In some embodiments, the first non-linear pulse amplification component includes a first gain crystal element, a second Faraday rotator and a second reflector. The second Faraday rotator is located between the first gain crystal element and the second reflector, and the first gain crystal element is adjacent to the first pulse polarization separation component.
In some embodiments, the first non-linear pulse amplification component includes a third polarization beam splitter, a first gain crystal element, a second reflector, a fourth reflector, a fourth half-wave plate and a fifth reflector. The third polarization beam splitter, the fifth reflector and the first pulse polarization separation component are arranged on a same straight line. The third polarization beam splitter is located between the fifth reflector and the first pulse polarization separation component. A beam path formed by the third polarization beam splitter, the first gain crystal element and the second reflector is perpendicular to a beam path formed by the third polarization beam splitter and the fifth reflector. The first gain crystal element is located between the third polarization beam splitter and the second reflector. The fourth reflector is arranged on a side of the second reflector, and a beam path formed by the fourth reflector, the fourth half-wave plate and the fifth reflector is parallel to the beam path formed by the third polarization beam splitter, the first gain crystal element and the second reflector.

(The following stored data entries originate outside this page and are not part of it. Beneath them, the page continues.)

//! Deterministic AES-256-GCM encryption for equality queries.
//!
//! The nonce is derived from the plaintext:
//!
//! ```text
//! iv_key = SHA-256(current_key || ":iv-derivation")
//! nonce  = HMAC-SHA256(iv_key, plaintext)[..12]
//! ```
//!
//! The nonce-derivation key is separate from the data-encryption key so the
//! same key is never used for both the MAC and the cipher.
//!
//! # Security Properties
//!
//! - **Deterministic**: same plaintext + key + AAD → byte-identical envelope
//! - **Authenticated**: tampering, a wrong key or a wrong AAD fail to decrypt
//! - **AAD-bound**: changing the AAD changes every envelope, so the AAD must
//!   stay constant for a searchable field
//!
//! # Security Warning
//!
//! Deterministic encryption reveals which stored values are equal. Use it only
//! for fields that need exact-match lookups; everything else should use
//! [`RandomizedEncryptor`](crate::randomized::RandomizedEncryptor).

use std::sync::Arc;

use hmac::{Hmac, Mac};
use sha2::Sha256;

use crate::cipher::{Encryptor, GcmEnvelope, DEFAULT_DETERMINISTIC_PREFIX};
use crate::envelope::NONCE_LEN;
use crate::error::Error;
use crate::key::{derive_subkey, KeyBytes};
use crate::key_provider::KeyProvider;

type HmacSha256 = Hmac<Sha256>;

const IV_DERIVATION_LABEL: &[u8] = b":iv-derivation";

/// Deterministic encryptor.
///
/// # Example
///
/// ```
/// use std::sync::Arc;
/// use fieldcrypt::cipher::Encryptor;
/// use fieldcrypt::deterministic::DeterministicEncryptor;
/// use fieldcrypt::key_provider::StaticKeyProvider;
///
/// # fn main() -> Result<(), fieldcrypt::Error> {
/// let provider = Arc::new(StaticKeyProvider::new("01234567890123456789012345678901"));
/// let encryptor = DeterministicEncryptor::new(provider);
///
/// let first = encryptor.encrypt(b"alice@example.com")?;
/// let second = encryptor.encrypt(b"alice@example.com")?;
/// assert_eq!(first, second);
/// # Ok(())
/// # }
/// ```
pub struct DeterministicEncryptor<P: KeyProvider> {
    provider: Arc<P>,
    envelope: GcmEnvelope,
}

impl<P: KeyProvider> DeterministicEncryptor<P> {
    /// Creates an encryptor with the default prefix and no AAD.
    #[must_use]
    pub fn new(provider: Arc<P>) -> Self {
        Self { provider, envelope: GcmEnvelope::default_for(DEFAULT_DETERMINISTIC_PREFIX) }
    }

    /// Creates an encryptor with a custom prefix and optional static AAD.
    ///
    /// # Errors
    ///
    /// Returns `Error::InvalidArgument` if the prefix is empty.
    pub fn with_options(
        provider: Arc<P>,
        prefix: impl Into<String>,
        aad: Option<Vec<u8>>,
    ) -> Result<Self, Error> {
        Ok(Self { provider, envelope: GcmEnvelope::new(prefix, aad)? })
    }
}

/// Derives the synthetic nonce for `plaintext` under `key`.
fn derive_nonce(key: &KeyBytes, plaintext: &[u8]) -> Result<[u8; NONCE_LEN], Error> {
    let iv_key = derive_subkey(key, IV_DERIVATION_LABEL);

    let mut mac = HmacSha256::new_from_slice(iv_key.expose())
        .map_err(|e| Error::EncryptionFailed(format!("invalid nonce-derivation key: {e}")))?;
    mac.update(plaintext);
    let digest = mac.finalize().into_bytes();

    let mut nonce = [0u8; NONCE_LEN];
    nonce.copy_from_slice(&digest[..NONCE_LEN]);
    Ok(nonce)
}

impl<P: KeyProvider> Encryptor for DeterministicEncryptor<P> {
    fn encrypt(&self, plaintext: &[u8]) -> Result<String, Error> {
        let key = self.provider.current_key()?;
        let nonce = derive_nonce(key, plaintext)?;
        self.envelope.seal(key, self.provider.current_key_id(), nonce, plaintext)
    }

    fn decrypt(&self, value: &str) -> Result<Vec<u8>, Error> {
        self.envelope.open(self.provider.as_ref(), value)
    }

    fn is_encrypted(&self, value: &str) -> bool {
        self.envelope.is_encrypted(value)
    }

    fn prefix(&self) -> &str {
        self.envelope.prefix()
    }
}

impl<P: KeyProvider> Clone for DeterministicEncryptor<P> {
    fn clone(&self) -> Self {
        Self { provider: Arc::clone(&self.provider), envelope: self.envelope.clone() }
    }
}

#[cfg(test)]
mod tests {
    use super::*;
    use crate::envelope::unarmor;
    use crate::key::resolve;
    use crate::key_provider::StaticKeyProvider;

    const KEY: &str = "01234567890123456789012345678901";

    fn create_test_encryptor() -> DeterministicEncryptor<StaticKeyProvider> {
        DeterministicEncryptor::new(Arc::new(StaticKeyProvider::new(KEY).with_key_id("k1")))
    }

    #[test]
    fn test_deterministic_encryption() {
        let encryptor = create_test_encryptor();
        let plaintext = b"alice@example.com";

        let ciphertext1 = encryptor.encrypt(plaintext).unwrap();
        let ciphertext2 = encryptor.encrypt(plaintext).unwrap();

        assert_eq!(ciphertext1, ciphertext2, "Encryption must be deterministic");
        assert!(ciphertext1.starts_with("DET$1$"));
    }

    #[test]
    fn test_deterministic_decrypt() {
        let encryptor = create_test_encryptor();
        let ciphertext = encryptor.encrypt(b"alice@example.com").unwrap();
        assert_eq!(encryptor.decrypt(&ciphertext).unwrap(), b"alice@example.com");
    }

    #[test]
    fn test_different_plaintexts_different_ciphertexts() {
        let encryptor = create_test_encryptor();
        let ct1 = encryptor.encrypt(b"alice@example.com").unwrap();
        let ct2 = encryptor.encrypt(b"bob@example.com").unwrap();
        assert_ne!(ct1, ct2, "Different plaintexts must produce different ciphertexts");
    }

    #[test]
    fn test_nonce_is_truncated_hmac_of_plaintext() {
        let encryptor = create_test_encryptor();
        let envelope = unarmor("DET$1$", &encryptor.encrypt(b"alice").unwrap()).unwrap();

        let key = resolve(KEY).unwrap();
        let iv_key = derive_subkey(&key, IV_DERIVATION_LABEL);
        let mut mac = HmacSha256::new_from_slice(iv_key.expose()).unwrap();
        mac.update(b"alice");
        let expected = mac.finalize().into_bytes();

        assert_eq!(envelope.nonce().as_slice(), &expected[..NONCE_LEN]);
        assert_eq!(envelope.kid(), Some("k1"));
    }

    #[test]
    fn test_separate_instances_agree() {
        let a = create_test_encryptor();
        let b = create_test_encryptor();
        assert_eq!(a.encrypt(b"same").unwrap(), b.encrypt(b"same").unwrap());
    }

    #[test]
    fn test_aad_changes_envelope() {
        let provider = Arc::new(StaticKeyProvider::new(KEY));
        let plain = DeterministicEncryptor::new(Arc::clone(&provider));
        let bound =
            DeterministicEncryptor::with_options(provider, "DET$1$", Some(b"users.email".to_vec()))
                .unwrap();

        let without = plain.encrypt(b"alice").unwrap();
        let with = bound.encrypt(b"alice").unwrap();

        assert_ne!(without, with);
        assert!(matches!(plain.decrypt(&with), Err(Error::AuthenticationFailed)));
        assert_eq!(bound.decrypt(&with).unwrap(), b"alice");
    }

    #[test]
    fn test_corrupted_ciphertext_fails() {
        let encryptor = create_test_encryptor();
        let envelope = unarmor("DET$1$", &encryptor.encrypt(b"alice").unwrap()).unwrap();

        let mut ciphertext = envelope.ciphertext().to_vec();
        ciphertext[0] ^= 0xFF;
        let tampered = crate::envelope::armor(
            "DET$1$",
            &crate::envelope::Envelope::new(
                envelope.kid().map(str::to_string),
                *envelope.nonce(),
                *envelope.tag(),
                ciphertext,
            ),
        )
        .unwrap();

        assert!(matches!(encryptor.decrypt(&tampered), Err(Error::AuthenticationFailed)));
    }

    #[test]
    fn test_empty_and_large_plaintext() {
        let encryptor = create_test_encryptor();

        let empty = encryptor.encrypt(b"").unwrap();
        assert!(encryptor.decrypt(&empty).unwrap().is_empty());

        let large = vec![0x42; 10_000];
        let ciphertext = encryptor.encrypt(&large).unwrap();
        assert_eq!(encryptor.decrypt(&ciphertext).unwrap(), large);
    }

    #[test]
    fn test_encryptor_clone() {
        let encryptor1 = create_test_encryptor();
        let encryptor2 = encryptor1.clone();
        assert_eq!(encryptor1.encrypt(b"x").unwrap(), encryptor2.encrypt(b"x").unwrap());
    }
}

In some embodiments, the fourth half-wave plate is replaced by a third Faraday rotator.
In some embodiments, the first non-linear pulse amplification component includes a third polarization beam splitter, a first gain crystal element, a second reflector, two pairs of reflective diffraction gratings, a fourth reflector, a third Faraday rotator and a fifth reflector. The third polarization beam splitter, the fifth reflector and the first pulse polarization separation component are arranged on a same straight line. The third polarization beam splitter is located between the fifth reflector and the first pulse polarization separation component. A beam path formed by the third polarization beam splitter, the first gain crystal element and the second reflector is perpendicular to a beam path formed by the third polarization beam splitter and the fifth reflector. The first gain crystal element is located between the third polarization beam splitter and the second reflector. The two pairs of reflective diffraction gratings are arranged between the second reflector and the fourth reflector. A beam path formed by the fourth reflector, the third Faraday rotator and the fifth reflector is parallel to the beam path formed by the third polarization beam splitter, the first gain crystal element and the second reflector.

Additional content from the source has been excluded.